I like these sort of compilations as they introduce me to artists I might not otherwise have listened to. "Take Me For What I'm Worth", by The Searchers, is one of my 'Top Twenty' favourite records.
H**E
Not the auteurs they're made out to be
Ace has done a great service not only to collectors and fans, but also to the songwriters and producers whose contributions were often underrated because their names were printed in smaller type on record labels than that of the recording artist.
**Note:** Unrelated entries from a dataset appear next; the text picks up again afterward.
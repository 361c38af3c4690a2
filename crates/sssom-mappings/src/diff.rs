//! Predicate-agnostic comparison of two mapping sets.
//!
//! Rows are compared by the unordered pair of entities they connect, so
//! `A owl:equivalentClass B` in one set and `B skos:closeMatch A` in the other
//! count as a mapping in common.

use std::collections::{BTreeMap, BTreeSet};

use sssom_context::{expand, PrefixMap};

use crate::mapping::{Mapping, SlotValue, COMMENT};
use crate::table::MappingSetTable;

/// Unordered pair of entity identifiers, compared on expanded URIs.
#[derive(Debug, Clone, PartialEq, Eq, Hash, PartialOrd, Ord)]
pub struct EntityPair {
    first: String,
    second: String,
}

impl EntityPair {
    pub fn new(a: impl Into<String>, b: impl Into<String>) -> Self {
        let (a, b) = (a.into(), b.into());
        if a <= b {
            Self { first: a, second: b }
        } else {
            Self { first: b, second: a }
        }
    }

    /// Pair for `row`, expanding CURIEs with `prefix_map` where possible.
    pub fn of_row(row: &Mapping, prefix_map: &PrefixMap) -> Self {
        let resolve = |id: &str| expand(id, prefix_map).unwrap_or_else(|| id.to_string());
        Self::new(resolve(&row.subject_id), resolve(&row.object_id))
    }

    pub fn first(&self) -> &str {
        &self.first
    }

    pub fn second(&self) -> &str {
        &self.second
    }
}

/// Where a pair was found.
#[derive(Debug, Clone, Copy, PartialEq, Eq, Hash)]
pub enum DiffSide {
    UniqueToLeft,
    UniqueToRight,
    Common,
}

impl DiffSide {
    /// The annotation written into the `comment` slot of combined rows.
    pub fn comment(self) -> &'static str {
        match self {
            DiffSide::UniqueToLeft => "UNIQUE_1",
            DiffSide::UniqueToRight => "UNIQUE_2",
            DiffSide::Common => "COMMON_TO_BOTH",
        }
    }
}

#[derive(Debug, Clone, PartialEq)]
pub struct DiffRow {
    pub side: DiffSide,
    pub pair: EntityPair,
    pub mapping: Mapping,
}

#[derive(Debug, Clone, Default)]
pub struct MappingSetDiff {
    pub unique_left: BTreeSet<EntityPair>,
    pub unique_right: BTreeSet<EntityPair>,
    pub common: BTreeSet<EntityPair>,
    /// Left-only rows, then right-only rows, then common rows (left before
    /// right within a pair), pairs in sorted order.
    pub combined: Vec<DiffRow>,
}

impl MappingSetDiff {
    /// Combined rows with the side annotation stored in `comment`.
    pub fn combined_rows_with_comment(&self) -> Vec<Mapping> {
        self.combined
            .iter()
            .map(|row| {
                let mut mapping = row.mapping.clone();
                mapping.set(COMMENT, SlotValue::from(row.side.comment()));
                mapping
            })
            .collect()
    }
}

/// Group rows by entity pair, keeping row order within each group.
pub fn group_by_entity_pair(
    rows: &[Mapping],
    prefix_map: &PrefixMap,
) -> BTreeMap<EntityPair, Vec<Mapping>> {
    let mut groups: BTreeMap<EntityPair, Vec<Mapping>> = BTreeMap::new();
    for row in rows {
        groups
            .entry(EntityPair::of_row(row, prefix_map))
            .or_default()
            .push(row.clone());
    }
    groups
}

pub fn compare(left: &MappingSetTable, right: &MappingSetTable) -> MappingSetDiff {
    let mut left_groups = group_by_entity_pair(left.rows(), left.prefix_map());
    let mut right_groups = group_by_entity_pair(right.rows(), right.prefix_map());

    let left_pairs: BTreeSet<EntityPair> = left_groups.keys().cloned().collect();
    let right_pairs: BTreeSet<EntityPair> = right_groups.keys().cloned().collect();

    let mut diff = MappingSetDiff {
        unique_left: left_pairs.difference(&right_pairs).cloned().collect(),
        unique_right: right_pairs.difference(&left_pairs).cloned().collect(),
        common: left_pairs.intersection(&right_pairs).cloned().collect(),
        combined: Vec::new(),
    };

    let mut combined = Vec::new();
    for pair in &diff.unique_left {
        let rows = left_groups.remove(pair).unwrap_or_default();
        combined.extend(diff_rows(DiffSide::UniqueToLeft, pair, rows));
    }
    for pair in &diff.unique_right {
        let rows = right_groups.remove(pair).unwrap_or_default();
        combined.extend(diff_rows(DiffSide::UniqueToRight, pair, rows));
    }
    for pair in &diff.common {
        let mut rows = left_groups.remove(pair).unwrap_or_default();
        rows.extend(right_groups.remove(pair).unwrap_or_default());
        combined.extend(diff_rows(DiffSide::Common, pair, rows));
    }
    diff.combined = combined;

    tracing::debug!(
        unique_left = diff.unique_left.len(),
        unique_right = diff.unique_right.len(),
        common = diff.common.len(),
        "compared mapping sets"
    );
    diff
}

fn diff_rows(
    side: DiffSide,
    pair: &EntityPair,
    rows: Vec<Mapping>,
) -> impl Iterator<Item = DiffRow> + '_ {
    rows.into_iter().map(move |mapping| DiffRow {
        side,
        pair: pair.clone(),
        mapping,
    })
}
But whereas their samplers devoted to such music-bizzers as Jerry Ragavoy and Bert Berns cast light on the underlying stylistic unity that raised them from producers to auteurs, this collection of tracks penned by Sloan and Barri reveals only that they were versatile and eclectic magpies, able to move so effortlessly from surf to sunshine pop to protest and back that their commitment to any of these is open to doubt. Nonetheless a useful sampler, but docked one star for including Murray the K's egregious parody of Barry McGuire on Sins of a Family, which isn't idiosyncratic enough to qualify as camp.